Segment Start: Records supplied

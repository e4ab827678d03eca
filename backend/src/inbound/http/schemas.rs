//! OpenAPI schema definitions for domain types.
//!
//! Domain types remain framework-agnostic by not deriving `ToSchema`. This
//! module provides the schema definitions required for OpenAPI documentation
//! using utoipa's external schema registration.

use utoipa::ToSchema;

/// OpenAPI schema for [`crate::domain::ErrorCode`].
#[derive(ToSchema)]
#[schema(as = crate::domain::ErrorCode)]
pub enum ErrorCodeSchema {
    /// A required field is missing or malformed.
    #[schema(rename = "invalid_request")]
    InvalidRequest,
    /// The email or phone number is already registered.
    #[schema(rename = "duplicate")]
    Duplicate,
    /// No record matches the request.
    #[schema(rename = "not_found")]
    NotFound,
    /// An unexpected error occurred on the server.
    #[schema(rename = "internal_error")]
    InternalError,
}

/// OpenAPI schema for [`crate::domain::Error`].
///
/// Error envelope with a machine-readable code and a human-readable message.
#[derive(ToSchema)]
#[schema(as = crate::domain::Error, rename_all = "camelCase")]
#[expect(
    dead_code,
    reason = "Used only for OpenAPI schema generation via utoipa"
)]
pub struct ErrorSchema {
    #[schema(example = "duplicate")]
    code: ErrorCodeSchema,
    #[schema(example = "User already exists with this email or phone number.")]
    message: String,
    /// Correlation identifier, also sent in the `trace-id` header.
    #[schema(example = "4f9b8d52-3c1e-4d7a-9f0e-2b6c1a8e5d34")]
    trace_id: Option<String>,
    /// Field and reason for validation failures.
    details: Option<serde_json::Value>,
}
//! Sign-in lookup credentials.
//!
//! Lookups match on the exact pair of normalised email and phone number.
//! Constructors apply the same normalisation as registration so that a
//! lookup never misses on letter case or surrounding whitespace.

use std::fmt;

use super::user::{EmailAddress, PhoneNumber, UserValidationError};

/// Domain error returned when lookup inputs are invalid.
#[derive(Debug, Clone, PartialEq, Eq)]
pub enum LookupValidationError {
    /// Email was missing or blank once trimmed.
    MissingEmail,
    /// Phone number was missing or blank once trimmed.
    MissingPhoneNumber,
    /// Phone number contained something other than decimal digits.
    InvalidPhoneNumber,
}

impl fmt::Display for LookupValidationError {
    fn fmt(&self, f: &mut fmt::Formatter<'_>) -> fmt::Result {
        match self {
            Self::MissingEmail => write!(f, "email must not be empty"),
            Self::MissingPhoneNumber => write!(f, "phoneNumber must not be empty"),
            Self::InvalidPhoneNumber => write!(f, "phoneNumber must contain digits only"),
        }
    }
}

impl std::error::Error for LookupValidationError {}

/// Validated lookup pair.
///
/// # Examples
/// ```
/// use tidewatch::domain::LookupCredentials;
///
/// let creds = LookupCredentials::try_from_parts(Some(" Ann@X.com"), Some("5551234")).unwrap();
/// assert_eq!(creds.email().as_ref(), "ann@x.com");
/// assert_eq!(creds.phone_number().as_ref(), "5551234");
/// ```
#[derive(Debug, Clone, PartialEq, Eq)]
pub struct LookupCredentials {
    email: EmailAddress,
    phone_number: PhoneNumber,
}

impl LookupCredentials {
    /// Construct credentials from raw query values.
    pub fn try_from_parts(
        email: Option<&str>,
        phone_number: Option<&str>,
    ) -> Result<Self, LookupValidationError> {
        let email = EmailAddress::new(email.unwrap_or_default())
            .map_err(|_| LookupValidationError::MissingEmail)?;
        let phone_number =
            PhoneNumber::parse(phone_number.unwrap_or_default()).map_err(|err| match err {
                UserValidationError::InvalidPhoneNumber => LookupValidationError::InvalidPhoneNumber,
                UserValidationError::MissingField { .. } => {
                    LookupValidationError::MissingPhoneNumber
                }
            })?;
        Ok(Self {
            email,
            phone_number,
        })
    }

    pub fn email(&self) -> &EmailAddress {
        &self.email
    }

    pub fn phone_number(&self) -> &PhoneNumber {
        &self.phone_number
    }
}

Segment End: Records supplied

* [Brief]:
What lines above hold the word "with"? Pull each one out.

* [Completed exercise]:
/// Error envelope with a machine-readable code and a human-readable message.
    #[schema(example = "User already exists with this email or phone number.")]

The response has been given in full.